The Romance of American Psychology: Political Culture in the Age of Experts. Ellen Herman. Berkeley, Calif.: University of California Press, 1995. 406 pages. $35.00 (cloth). $16.95 (paper).
Inventing the Psychological: Toward a Cultural History of Emotional Life in America. Edited by Joel Pfister and Nancy Schnog. New Haven, Conn.: Yale University Press, 1997. 329 pages. $18.00.

With a subject so omnipresent as that of the “psychological” in contemporary American culture, it helps to approach from a distance. Thus the following brief historical fable, in the form of a set of cross-cultural parallels from the history of religion. My fable concerns the transmission of Buddhism from the Indian subcontinent to three quite different cultures: in Tibet, where it only gained hold once trantric traditions of Buddhism assimilated themselves to existing forms and structures of Bon animism; in China, where and when, in the form of Ch’an Buddhism, it made its peace with Taoist thought; and in the contemporary United States, where, under the guidance of such Western teachers as Sharon Salzberg, Jack Kornfield, and Pema Chödrön, thousands of newly minted practitioners resonate to an emergent synthesis of ancient dharmic teachings on impermance and “no-self” and various contemporary forms of “personal growth work.” 1

That Buddhism is only finally gaining a foothold in American culture today by blending its traditional soteriological agenda with various forms [End Page 652] of psychological “self-realization” suggests something of the strength of what Richard Wightman Fox and T. J. Jackson Lears have called “the therapeutic ethos” in our time—an ethos whose headquarters lie within white middle- and upper-middle-class life, but whose reach now affects all racial and class-defined groups. 2 Each of the three books under review here has much more to tell us about the manifold social and cultural processes through which the normative American self and its relations with the social have been psychologized; together, they provide a composite account which not only enables further explorations and critiques, but allows us, however briefly, to step outside our own common sense, and dream some different, and arguably more enabling dreams of how we might otherwise be.

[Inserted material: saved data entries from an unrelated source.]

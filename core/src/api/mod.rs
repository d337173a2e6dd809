//! The embedding surface: engines, compiled expressions, and the unified
//! public error type.

pub mod engine;
pub mod error;
pub mod expression;

pub use engine::{compile, Engine};
pub use error::Error;
pub use expression::CompiledExpression;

Philip Cushman’s Constructing the Self, Constructing America is unapologetically zealous in this latter mission—as befits a clinical psychologist whose education in critical theory is largely self-taught and whose effort in writing this book took place on the margins of an ongoing teaching and therapeutic practice. In the opening chapters of this “cultural history of psychotherapy,” Cushman elaborates a theoretical perspective, combining what he calls “social constructionism” à la Foucault with “philosophical hermeneutics” à la Gadamer, in the ringing tones of an exuberant autodidact. Subsequent chapters then whiz us through a guided tour of the history of the “Self in America” from the colonial era to the present—though for those who want an even more breathless quick-march through the entire history of subject-object relations in the West, a thirty-page appendix is provided at the end of the book—followed by rambling, scatter-shot synopses of various critical histories of the growth of the asylum, the emergence of modern and pathologized gendered identities and therapeutic regimes, the birth of psychoanalysis in Europe, and the contrasting emergence of pre- and proto-psychological technologies of self-liberation (for example, mesmerism, or, later, George Beard’s treatments for “neurasthenic disorders”) in nineteenth-century America.

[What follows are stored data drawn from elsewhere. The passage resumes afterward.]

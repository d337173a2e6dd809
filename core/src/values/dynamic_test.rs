//! Unit tests for the value domain.

use pretty_assertions::assert_eq;
use regex::Regex;

use super::dynamic::{Value, ValueKind};

#[test]
fn numeric_widths_normalize_to_f64() {
    assert_eq!(Value::from(7_u8), Value::Number(7.0));
    assert_eq!(Value::from(-3_i64), Value::Number(-3.0));
    assert_eq!(Value::from(2.5_f32), Value::Number(2.5));
    assert_eq!(Value::from(1_usize), Value::Number(1.0));
}

#[test]
fn text_and_unit_conversions() {
    assert_eq!(Value::from("abc"), Value::Str("abc".into()));
    assert_eq!(Value::from(String::from("abc")), Value::Str("abc".into()));
    assert_eq!(Value::from(()), Value::Null);
    assert_eq!(Value::from(b"abc".as_slice()), Value::Str("abc".into()));
}

#[test]
fn display_renders_the_canonical_text() {
    assert_eq!(Value::Null.to_string(), "");
    assert_eq!(Value::Bool(true).to_string(), "true");
    assert_eq!(Value::Number(5.0).to_string(), "5");
    assert_eq!(Value::Number(2.5).to_string(), "2.5");
    assert_eq!(Value::Str("raw".into()).to_string(), "raw");
}

#[test]
fn containers_render_bracketed_with_quoted_strings() {
    let array = Value::Array(vec![Value::Number(1.0), Value::from("two"), Value::Null]);
    assert_eq!(array.to_string(), "[1, \"two\", null]");

    let map = Value::Map(vec![
        ("a".into(), Value::Number(1.0)),
        ("b".into(), Value::from("x")),
    ]);
    assert_eq!(map.to_string(), "{\"a\": 1, \"b\": \"x\"}");
}

#[test]
fn patterns_compare_by_source_text() {
    let a = Value::pattern(Regex::new("^x").unwrap());
    let b = Value::pattern(Regex::new("^x").unwrap());
    let c = Value::pattern(Regex::new("^y").unwrap());
    assert_eq!(a, b);
    assert_ne!(a, c);
}

#[test]
fn values_of_different_kinds_are_never_equal() {
    assert_ne!(Value::Number(1.0), Value::Str("1".into()));
    assert_ne!(Value::Bool(false), Value::Null);
}

#[test]
fn map_entries_preserve_insertion_order() {
    let map = Value::Map(vec![
        ("first".into(), Value::Number(1.0)),
        ("second".into(), Value::Number(2.0)),
    ]);
    assert_eq!(map.map_entry("second"), Some(&Value::Number(2.0)));
    assert_eq!(map.map_entry("missing"), None);
}

#[test]
fn kind_names() {
    assert_eq!(Value::Null.kind(), ValueKind::Null);
    assert_eq!(Value::Number(0.0).kind().name(), "number");
    assert_eq!(Value::Str("".into()).kind().name(), "string");
    assert_eq!(Value::Array(vec![]).kind().name(), "array");
}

All this prefatory material is dolloped out in such unassimilated lumps that the reader is apt to feel, like a Dan Ackroyd-Bill Murray Ghostbuster, so “slimed” by inchoate history as to prefer a hot shower to continued reading. Yet Cushman emerges from this jumbled heap with a useful insight into the key difference between American and European therapeutic regimes throughout the nineteenth century: the former, long before Esalen, assuming the dynamic and affirmative nature of the self, and thus seeking to “actualize” its sunny potential; the latter, even before Freud, [End Page 653] assuming the need for rational constraint...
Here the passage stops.